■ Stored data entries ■
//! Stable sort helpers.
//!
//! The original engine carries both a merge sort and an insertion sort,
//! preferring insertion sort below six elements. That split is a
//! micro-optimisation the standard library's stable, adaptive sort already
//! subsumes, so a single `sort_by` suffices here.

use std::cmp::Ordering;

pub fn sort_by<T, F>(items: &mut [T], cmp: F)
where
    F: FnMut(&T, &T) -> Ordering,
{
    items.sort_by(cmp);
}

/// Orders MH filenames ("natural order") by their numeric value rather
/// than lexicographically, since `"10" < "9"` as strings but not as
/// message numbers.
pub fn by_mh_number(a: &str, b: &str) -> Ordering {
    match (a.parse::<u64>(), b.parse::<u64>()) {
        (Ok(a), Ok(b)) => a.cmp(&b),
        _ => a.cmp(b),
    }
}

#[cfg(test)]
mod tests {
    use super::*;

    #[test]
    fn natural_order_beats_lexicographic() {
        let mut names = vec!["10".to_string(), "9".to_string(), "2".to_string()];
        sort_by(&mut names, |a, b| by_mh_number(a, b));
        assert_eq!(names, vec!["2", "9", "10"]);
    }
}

■ EXERCISE GOAL ■
Which lines in the data hold the string "items"? Copy each of them.

■ EXERCISE ANSWER ■
pub fn sort_by<T, F>(items: &mut [T], cmp: F)
    items.sort_by(cmp);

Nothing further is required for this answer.